The Texas Department of Insurance staff is recommending the 10
percent cap as an amendment to a credit scoring rule adopted by
Commissioner José Montemayor in November. That rule allows
consumers' bad credit histories to be used against them in the
form of significantly higher rates as long as they are given notice
of the increase.
Previously, most companies had free reign in using credit scoring.
Information submitted by insurance companies to Montemayor last
year showed that some Texans have been charged up to 113 percent
higher premiums because of credit scoring.
Montemayor is expected to decide whether to adopt the amended
rule sometime after the public comment period closes Monday.
Industry officials said they would be forced to raise rates on
home and auto policyholders with good credit ratings if the 10
percent cap takes effect.
Charles Duckworth, an independent insurance agent from Houston,
said credit scoring allows him to offer lower rates to about
a third of his 5,000 customers. He said using credit as a predictor
of claims gives some customers a lower rate years sooner than
under
the previous system of experience rating.

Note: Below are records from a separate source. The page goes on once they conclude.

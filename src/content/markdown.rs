//! Markdown rendering for point articles.
//!
//! `render_html` produces the HTML kept in the content cache. The egui
//! front end cannot show HTML, so `blocks` flattens the same document into
//! styled runs it can lay out directly.

use pulldown_cmark::{html, Event, HeadingLevel, Options, Parser, Tag, TagEnd};

fn options() -> Options {
    let mut options = Options::empty();
    options.insert(Options::ENABLE_TABLES);
    options.insert(Options::ENABLE_STRIKETHROUGH);
    options
}

/// Renders Markdown to HTML. The source is trusted; nothing is sanitized.
pub fn render_html(markdown: &str) -> String {
    let parser = Parser::new_ext(markdown, options());
    let mut out = String::with_capacity(markdown.len() * 3 / 2);
    html::push_html(&mut out, parser);
    out
}

/// A run of text sharing one style
#[derive(Debug, Clone, Default, PartialEq)]
pub struct Span {
    pub text: String,
    pub strong: bool,
    pub emphasis: bool,
    pub strikethrough: bool,
    pub code: bool,
    pub link: Option<String>,
}

#[derive(Debug, Clone, PartialEq)]
pub enum Block {
    Heading { level: u8, spans: Vec<Span> },
    Paragraph(Vec<Span>),
    ListItem { depth: usize, marker: String, spans: Vec<Span> },
    Quote(Vec<Span>),
    Code(String),
    Image { url: String, alt: String },
    TableRow { cells: Vec<String>, header: bool },
    Rule,
}

#[derive(Default)]
struct Style {
    strong: usize,
    emphasis: usize,
    strikethrough: usize,
    link: Option<String>,
}

fn heading_level(level: HeadingLevel) -> u8 {
    match level {
        HeadingLevel::H1 => 1,
        HeadingLevel::H2 => 2,
        HeadingLevel::H3 => 3,
        HeadingLevel::H4 => 4,
        HeadingLevel::H5 => 5,
        HeadingLevel::H6 => 6,
    }
}

/// Flattens a document into display blocks
pub fn blocks(markdown: &str) -> Vec<Block> {
    let mut out = Vec::new();
    let mut spans: Vec<Span> = Vec::new();
    let mut style = Style::default();
    // Next number of each open list; `None` for bullet lists
    let mut lists: Vec<Option<u64>> = Vec::new();
    let mut item_marker = String::new();
    let mut in_quote = false;
    let mut code: Option<String> = None;
    let mut image: Option<(String, String)> = None;
    let mut row: Vec<String> = Vec::new();
    let mut cell = String::new();
    let mut in_head = false;
    let mut in_cell = false;

    let push_text = |spans: &mut Vec<Span>, style: &Style, text: &str, code: bool| {
        spans.push(Span {
            text: text.to_string(),
            strong: style.strong > 0,
            emphasis: style.emphasis > 0,
            strikethrough: style.strikethrough > 0,
            code,
            link: style.link.clone(),
        });
    };

    for event in Parser::new_ext(markdown, options()) {
        match event {
            Event::Start(Tag::Strong) => style.strong += 1,
            Event::End(TagEnd::Strong) => style.strong = style.strong.saturating_sub(1),
            Event::Start(Tag::Emphasis) => style.emphasis += 1,
            Event::End(TagEnd::Emphasis) => style.emphasis = style.emphasis.saturating_sub(1),
            Event::Start(Tag::Strikethrough) => style.strikethrough += 1,
            Event::End(TagEnd::Strikethrough) => {
                style.strikethrough = style.strikethrough.saturating_sub(1)
            }
            Event::Start(Tag::Link { dest_url, .. }) => style.link = Some(dest_url.to_string()),
            Event::End(TagEnd::Link) => style.link = None,

            Event::Start(Tag::Image { dest_url, .. }) => {
                image = Some((dest_url.to_string(), String::new()));
            }
            Event::End(TagEnd::Image) => {
                if let Some((url, alt)) = image.take() {
                    if !spans.is_empty() {
                        out.push(Block::Paragraph(std::mem::take(&mut spans)));
                    }
                    out.push(Block::Image { url, alt });
                }
            }

            Event::Start(Tag::BlockQuote) => in_quote = true,
            Event::End(TagEnd::BlockQuote) => in_quote = false,

            Event::Start(Tag::List(start)) => {
                // The parent item's text comes before its nested list
                if !spans.is_empty() && !lists.is_empty() {
                    out.push(Block::ListItem {
                        depth: lists.len() - 1,
                        marker: std::mem::take(&mut item_marker),
                        spans: std::mem::take(&mut spans),
                    });
                }
                lists.push(start);
            }
            Event::End(TagEnd::List(_)) => {
                lists.pop();
            }
            Event::Start(Tag::Item) => {
                if !spans.is_empty() {
                    out.push(Block::Paragraph(std::mem::take(&mut spans)));
                }
                item_marker = match lists.last_mut() {
                    Some(Some(n)) => {
                        let marker = format!("{}.", n);
                        *n += 1;
                        marker
                    }
                    _ => "•".to_string(),
                };
            }
            Event::End(TagEnd::Item) => {
                if !spans.is_empty() {
                    out.push(Block::ListItem {
                        depth: lists.len().saturating_sub(1),
                        marker: std::mem::take(&mut item_marker),
                        spans: std::mem::take(&mut spans),
                    });
                }
            }

            Event::End(TagEnd::Paragraph) => {
                // Paragraphs inside list items are flushed by the item
                if lists.is_empty() && !spans.is_empty() {
                    let spans = std::mem::take(&mut spans);
                    out.push(if in_quote {
                        Block::Quote(spans)
                    } else {
                        Block::Paragraph(spans)
                    });
                }
            }
            Event::End(TagEnd::Heading(level)) => out.push(Block::Heading {
                level: heading_level(level),
                spans: std::mem::take(&mut spans),
            }),

            Event::Start(Tag::CodeBlock(_)) => code = Some(String::new()),
            Event::End(TagEnd::CodeBlock) => {
                if let Some(text) = code.take() {
                    out.push(Block::Code(text.trim_end_matches('\n').to_string()));
                }
            }

            Event::Start(Tag::TableHead) => in_head = true,
            Event::End(TagEnd::TableHead) => {
                out.push(Block::TableRow {
                    cells: std::mem::take(&mut row),
                    header: true,
                });
                in_head = false;
            }
            Event::End(TagEnd::TableRow) => out.push(Block::TableRow {
                cells: std::mem::take(&mut row),
                header: in_head,
            }),
            Event::Start(Tag::TableCell) => in_cell = true,
            Event::End(TagEnd::TableCell) => {
                row.push(std::mem::take(&mut cell));
                in_cell = false;
            }

            Event::Text(text) => {
                if let Some(buf) = code.as_mut() {
                    buf.push_str(&text);
                } else if let Some((_, alt)) = image.as_mut() {
                    alt.push_str(&text);
                } else if in_cell {
                    cell.push_str(&text);
                } else {
                    push_text(&mut spans, &style, &text, false);
                }
            }
            Event::Code(text) => {
                if in_cell {
                    cell.push_str(&text);
                } else {
                    push_text(&mut spans, &style, &text, true);
                }
            }
            Event::SoftBreak => push_text(&mut spans, &style, " ", false),
            Event::HardBreak => push_text(&mut spans, &style, "\n", false),
            Event::Rule => out.push(Block::Rule),
            _ => {}
        }
    }

    if !spans.is_empty() {
        out.push(Block::Paragraph(spans));
    }
    out
}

Beamon Floyd, an insurance industry spokesman, said credit history
has proven to be an "excellent tool for accurately pricing
insurance products."
"
If you impose a tight collar on the use of credit, you will not
be protecting consumers. Instead, you will be forcing Texans who
currently pay lower rates to pay higher rates to subsidize higher-risk
consumers," Floyd said.
Opponents of credit scoring attacked it as arbitrary and inconsistent.
Rep. Scott Hochberg, D-Houston, told Montemayor that he checked
his credit on three credit rating services and found a wide variation.
His top rating was 90 percent and his lowest was 38 percent,
which he said was because of a $200 penalty for canceling a mobile
phone
contract because the phone didn't perform as promised.
Hochberg said it has become clear that insurance companies don't
want customers who are going to file claims. He said policyholders
with lots of available credit might decide to pay for their own
home or auto damage rather than file claims.
"
But if you don't have a lot of money or are tapped out on your
credit, it's absolutely sure if the insurance you're paying for
owes you a claim, you're going to collect on it," Hochberg
said.
Hochberg urged the commissioner to eliminate a loophole that
would allow companies to charge higher rates for those with problem
credit
as long as they could justify the rates with "sound actuarial
data."
"
The presence of a loophole in the fence flies in the face of legislative
skepticism about the use of credit scoring," Hochberg said.
A University of Texas study released last year found that for
auto insurance customers, lower credit scores were associated with
larger
incurred losses. The study did not attempt to explain the correlation.
Similar studies on homeowners claims have not been done.
There was discussion during the hearing about Maryland, which
has banned the use of credit scoring for homeowners insurance and
capped
it at 40 percent for auto rates.
Debbie Rosen McKerrow, a spokeswoman for the Maryland Insurance
Administration, said rates did go up for some consumers after
the general assembly enacted the law.
"
We certainly heard from people who are pleased credit is no longer
being used in homeowners insurance. A lot of other people were
concerned their rates had gone up," McKerrow said.